I struggle with books written in structurally experimental formats. You know the type: journal entries, paired with text message conversations, paired with letters written to friends. Weird timelines. The structure is a big, fat distraction. As a kid, nothing was more devastating than reading the first three Anne of Green Gable books and being confronted with book four, which moves the plot forward with letters Anne wrote or received. Anne of Windy Poplars was devastating to my 12 year-old-self. Anne and Gilbert are supposed to be together, not writing excruciatingly boring letters!

I immediately returned any books written as journals or letters back to the library if I accidentally checked them out. For years.

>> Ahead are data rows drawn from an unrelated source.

//! The `tui` command: runs the interactive dashboard.

use std::process::ExitCode;
use std::sync::{Arc, Mutex};

use chrono::Utc;

use fice_dashboard::tui::{App, AppOptions};
use fice_data::MockDb;

use super::{finish, CommandContext, CommandError};

pub(crate) fn run_tui_command() -> ExitCode {
    finish(run_tui())
}

fn run_tui() -> Result<(), CommandError> {
    let ctx = CommandContext::load(true)?;
    let options = AppOptions::from_config(&ctx.config)?;
    let db = Arc::new(Mutex::new(MockDb::seeded(Utc::now())));

    let rt = tokio::runtime::Runtime::new()?;
    rt.block_on(async move {
        let mut app = App::new(ctx.storage, db, options);
        app.run().await
    })?;
    Ok(())
}
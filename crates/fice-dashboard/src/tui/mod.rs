//! TUI module for the FICE dashboard.
//!
//! Provides a terminal user interface built on ratatui and crossterm that
//! shows the reorderable widget layout for the current viewer.

pub mod app;
pub mod event;
pub(crate) mod test_utils;
pub mod ui;

pub use app::{App, AppOptions};
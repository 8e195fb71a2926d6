//! CLI argument parsing tests.

use crate::{
    Cli, Commands, ConfigAction, LayoutAction, SessionAction, SnapshotsAction, UserAction,
};
use clap::{CommandFactory, Parser};
use fice_dashboard::tables::TableKind;
use fice_data::{InputType, Role};

fn parse(args: &[&str]) -> Commands {
    let argv = std::iter::once("fice").chain(args.iter().copied());
    match Cli::try_parse_from(argv) {
        Ok(cli) => cli.command,
        Err(e) => panic!("failed to parse {args:?}: {e}"),
    }
}

fn parse_fails(args: &[&str]) -> bool {
    let argv = std::iter::once("fice").chain(args.iter().copied());
    Cli::try_parse_from(argv).is_err()
}

#[test]
fn verify_cli() {
    // Verify the CLI configuration is valid
    Cli::command().debug_assert();
}

#[test]
fn test_no_subcommand_fails() {
    assert!(parse_fails(&[]));
}

#[test]
fn test_tui() {
    assert!(matches!(parse(&["tui"]), Commands::Tui));
}

#[test]
fn test_login_defaults() {
    match parse(&["login", "user@devioz.pe"]) {
        Commands::Login {
            email,
            password,
            remote,
        } => {
            assert_eq!(email, "user@devioz.pe");
            assert_eq!(password, None);
            assert!(!remote);
        }
        _ => panic!("unexpected command variant"),
    }
}

#[test]
fn test_login_with_password_and_remote() {
    match parse(&["login", "admin@devioz.pe", "--password", "s3cret", "--remote"]) {
        Commands::Login {
            password, remote, ..
        } => {
            assert_eq!(password.as_deref(), Some("s3cret"));
            assert!(remote);
        }
        _ => panic!("unexpected command variant"),
    }
}

#[test]
fn test_login_requires_email() {
    assert!(parse_fails(&["login"]));
}

#[test]
fn test_register() {
    match parse(&["register", "new@devioz.pe", "--password", "s3cret"]) {
        Commands::Register { email, password } => {
            assert_eq!(email, "new@devioz.pe");
            assert_eq!(password.as_deref(), Some("s3cret"));
        }
        _ => panic!("unexpected command variant"),
    }
    assert!(matches!(
        parse(&["register", "new@devioz.pe"]),
        Commands::Register { password: None, .. }
    ));
    assert!(parse_fails(&["register"]));
}

#[test]
fn test_session_commands() {
    assert!(matches!(parse(&["logout"]), Commands::Logout));
    assert!(matches!(parse(&["whoami"]), Commands::Whoami));
}

#[test]
fn test_role_is_case_insensitive() {
    assert!(matches!(
        parse(&["role", "admin"]),
        Commands::Role { role: Role::Admin }
    ));
    assert!(matches!(
        parse(&["role", "User"]),
        Commands::Role { role: Role::User }
    ));
    assert!(parse_fails(&["role", "root"]));
}

#[test]
fn test_layout_actions() {
    assert!(matches!(
        parse(&["layout", "show"]),
        Commands::Layout {
            action: LayoutAction::Show
        }
    ));
    assert!(matches!(
        parse(&["layout", "reset"]),
        Commands::Layout {
            action: LayoutAction::Reset
        }
    ));
    assert!(matches!(
        parse(&["layout", "path"]),
        Commands::Layout {
            action: LayoutAction::Path
        }
    ));
    assert!(parse_fails(&["layout"]));
}

#[test]
fn test_list_tables() {
    for kind in TableKind::ALL {
        match parse(&["list", kind.as_str()]) {
            Commands::List { table } => assert_eq!(table, kind),
            _ => panic!("unexpected command variant"),
        }
    }
    assert!(parse_fails(&["list", "ledgers"]));
}

#[test]
fn test_add_input() {
    match parse(&["add-input", "card-usage", "S/ 1200", "--reason", "Monthly card"]) {
        Commands::AddInput {
            input_type,
            value,
            reason,
        } => {
            assert_eq!(input_type, InputType::CardUsage);
            assert_eq!(value, "S/ 1200");
            assert_eq!(reason.as_deref(), Some("Monthly card"));
        }
        _ => panic!("unexpected command variant"),
    }
}

#[test]
fn test_add_input_rejects_unknown_type() {
    assert!(parse_fails(&["add-input", "lottery", "S/ 1"]));
    assert!(parse_fails(&["add-input", "salary"]));
}

#[test]
fn test_snapshots_compare() {
    assert!(matches!(
        parse(&["snapshots", "compare"]),
        Commands::Snapshots {
            action: SnapshotsAction::Compare
        }
    ));
    assert!(parse_fails(&["snapshots"]));
}

#[test]
fn test_integrity() {
    assert!(matches!(
        parse(&["integrity"]),
        Commands::Integrity {
            simulate_drift: false
        }
    ));
    assert!(matches!(
        parse(&["integrity", "--simulate-drift"]),
        Commands::Integrity {
            simulate_drift: true
        }
    ));
}

#[test]
fn test_user_actions() {
    match parse(&["user", "block", "u_user"]) {
        Commands::User {
            action: UserAction::Block { id },
        } => assert_eq!(id, "u_user"),
        _ => panic!("unexpected command variant"),
    }
    match parse(&["user", "activate", "u_user"]) {
        Commands::User {
            action: UserAction::Activate { id },
        } => assert_eq!(id, "u_user"),
        _ => panic!("unexpected command variant"),
    }
    assert!(parse_fails(&["user", "block"]));
    assert!(parse_fails(&["user", "delete", "u_user"]));
}

#[test]
fn test_session_revoke() {
    match parse(&["session", "revoke", "s_user_1"]) {
        Commands::Session {
            action: SessionAction::Revoke { id },
        } => assert_eq!(id, "s_user_1"),
        _ => panic!("unexpected command variant"),
    }
    assert!(parse_fails(&["session", "revoke"]));
}

#[test]
fn test_config_init_force_flag() {
    match parse(&["config", "init", "--force"]) {
        Commands::Config {
            action: ConfigAction::Init { force },
        } => assert!(force),
        _ => panic!("unexpected command variant"),
    }
    match parse(&["config", "init"]) {
        Commands::Config {
            action: ConfigAction::Init { force },
        } => assert!(!force),
        _ => panic!("unexpected command variant"),
    }
}

#[test]
fn test_config_path_and_validate() {
    assert!(matches!(
        parse(&["config", "path"]),
        Commands::Config {
            action: ConfigAction::Path
        }
    ));
    assert!(matches!(
        parse(&["config", "validate"]),
        Commands::Config {
            action: ConfigAction::Validate
        }
    ));
}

Then I read Illuminae by Amie Kaufman and Jay Kristoff, which even plays with formatting and is even more structurally bizarre. And I didn’t hate it. I didn’t read the next two books in the series though.

I prepared to struggle with The Innocence Treatment, by Ari Goelman. The book is written as a non-fiction exploration 10 years after the events the actual fictional novel is about. It relies on footnotes, journal entries, therapist notes, video entry excerpts and editorial comments to tell the story. If it wasn’t required reading, I would have closed it before the end of Page 1. (To clarify: this is a fictional novel for young adults that is basically a new riff on an American dystopian future. It’s complicated.).

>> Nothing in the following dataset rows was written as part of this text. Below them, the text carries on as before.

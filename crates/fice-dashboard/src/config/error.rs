//! Configuration error types for loading and parsing TOML config files.

use std::path::PathBuf;
use thiserror::Error;

/// Errors that can occur when loading or parsing configuration.
#[derive(Error, Debug)]
pub enum ConfigError {
    /// Failed to read the configuration file from disk.
    #[error("Failed to read configuration file: {path}")]
    ReadError {
        /// Path to the file that could not be read.
        path: PathBuf,
        /// Underlying I/O error.
        #[source]
        source: std::io::Error,
    },

    /// The TOML content could not be parsed.
    #[error("Invalid configuration at {path}:{line}:{column}: {message}")]
    ParseError {
        /// Path to the file containing the error.
        path: PathBuf,
        /// One-based line index of the error (0 if unknown).
        line: usize,
        /// One-based column index of the error (0 if unknown).
        column: usize,
        /// Human-readable description of the parse failure.
        message: String,
    },

    /// An explicitly requested configuration file does not exist.
    #[error("Configuration file not found: {path}")]
    NotFound {
        /// Path that was requested but does not exist.
        path: PathBuf,
    },

    /// A configuration file already exists at the target path.
    #[error("Configuration file already exists: {path}")]
    AlreadyExists {
        /// Path where the file already exists.
        path: PathBuf,
    },

    /// Failed to write a configuration file to disk.
    #[error("Failed to write configuration file: {path}")]
    WriteError {
        /// Path to the file that could not be written.
        path: PathBuf,
        /// Underlying I/O error.
        #[source]
        source: std::io::Error,
    },

    /// A duration field could not be parsed by `humantime`.
    #[error("Invalid duration for {field}: {value:?} ({message})")]
    InvalidDuration {
        /// Dotted field name, e.g. `tui.tick_rate`.
        field: &'static str,
        /// The rejected value.
        value: String,
        /// Parser message.
        message: String,
    },
}

#[cfg(test)]
mod tests {
    use super::*;

    #[test]
    fn display_read_error() {
        let err = ConfigError::ReadError {
            path: PathBuf::from("/etc/app/config.toml"),
            source: std::io::Error::new(std::io::ErrorKind::PermissionDenied, "access denied"),
        };
        let msg = err.to_string();
        assert!(
            msg.contains("/etc/app/config.toml"),
            "ReadError display should include the path"
        );
        assert!(msg.contains("Failed to read"));
    }

    #[test]
    fn display_parse_error() {
        let err = ConfigError::ParseError {
            path: PathBuf::from("config.toml"),
            line: 5,
            column: 12,
            message: "expected `=`".to_string(),
        };
        let msg = err.to_string();
        assert!(msg.contains("5:12"), "ParseError should include line:column");
        assert!(msg.contains("expected `=`"));
    }

    #[test]
    fn display_not_found_error() {
        let err = ConfigError::NotFound {
            path: PathBuf::from("/missing/config.toml"),
        };
        assert!(err.to_string().contains("/missing/config.toml"));
    }

    #[test]
    fn display_already_exists_error() {
        let err = ConfigError::AlreadyExists {
            path: PathBuf::from("/home/user/.config/fice-dashboard/config.toml"),
        };
        let msg = err.to_string();
        assert!(msg.contains("already exists"));
        assert!(msg.contains("config.toml"));
    }

    #[test]
    fn write_error_source_chain() {
        let err = ConfigError::WriteError {
            path: PathBuf::from("/tmp/config.toml"),
            source: std::io::Error::new(std::io::ErrorKind::PermissionDenied, "denied"),
        };
        assert!(err.to_string().contains("/tmp/config.toml"));
        assert!(std::error::Error::source(&err).is_some());
    }

    #[test]
    fn display_invalid_duration() {
        let err = ConfigError::InvalidDuration {
            field: "tui.tick_rate",
            value: "fast".to_string(),
            message: "unknown unit".to_string(),
        };
        assert_eq!(
            err.to_string(),
            "Invalid duration for tui.tick_rate: \"fast\" (unknown unit)"
        );
    }
}
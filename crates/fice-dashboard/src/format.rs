//! Time formatting shared by widgets and tables.

use chrono::{DateTime, Utc};

/// Compact age of `then` relative to `now`: `42s`, `5m`, `3h`, `9d`.
///
/// Future timestamps read as `0s`.
pub fn relative_time(then: DateTime<Utc>, now: DateTime<Utc>) -> String {
    let s = (now - then).num_seconds().max(0);
    if s < 60 {
        return format!("{}s", s);
    }
    let m = s / 60;
    if m < 60 {
        return format!("{}m", m);
    }
    let h = m / 60;
    if h < 24 {
        return format!("{}h", h);
    }
    format!("{}d", h / 24)
}

/// Absolute date, e.g. `2026-10-19 14:05`.
pub fn absolute_time(at: DateTime<Utc>) -> String {
    at.format("%Y-%m-%d %H:%M").to_string()
}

Lauren Fielding has a rare mental illness that makes her believe every single thing she is told. Also, she believes everyone likes her and has her best interests at heart, making her super vulnerable to everything. Her family arranges for her to have brain surgery to become more like everyone else. The surgery has an unexpected side effect: having been so unaware of people’s intentions, Lauren pays better attention to everything and she starts realizing there is something dangerous happening around her. She sets out on a one woman mission to reveal the truth to everyone. Ten years after Lauren’s one woman war on society, her sister writes a book about her, called The Innocence Treatment.

Unexpectedly, I enjoyed The Innocence Treatment. After the first few pages I adapted to the cadence of the book, even though I had to pay a lot of attention to dates and the source material.

Either Goelman is better at this media melding than other authors, or I’m becoming a more flexible reader. Still, I’m never reading Anne of Windy Poplars again. Probably.

Ari Goelman was at Event 7 (The Upside Down) at the 2017 Vancouver Writers Festival.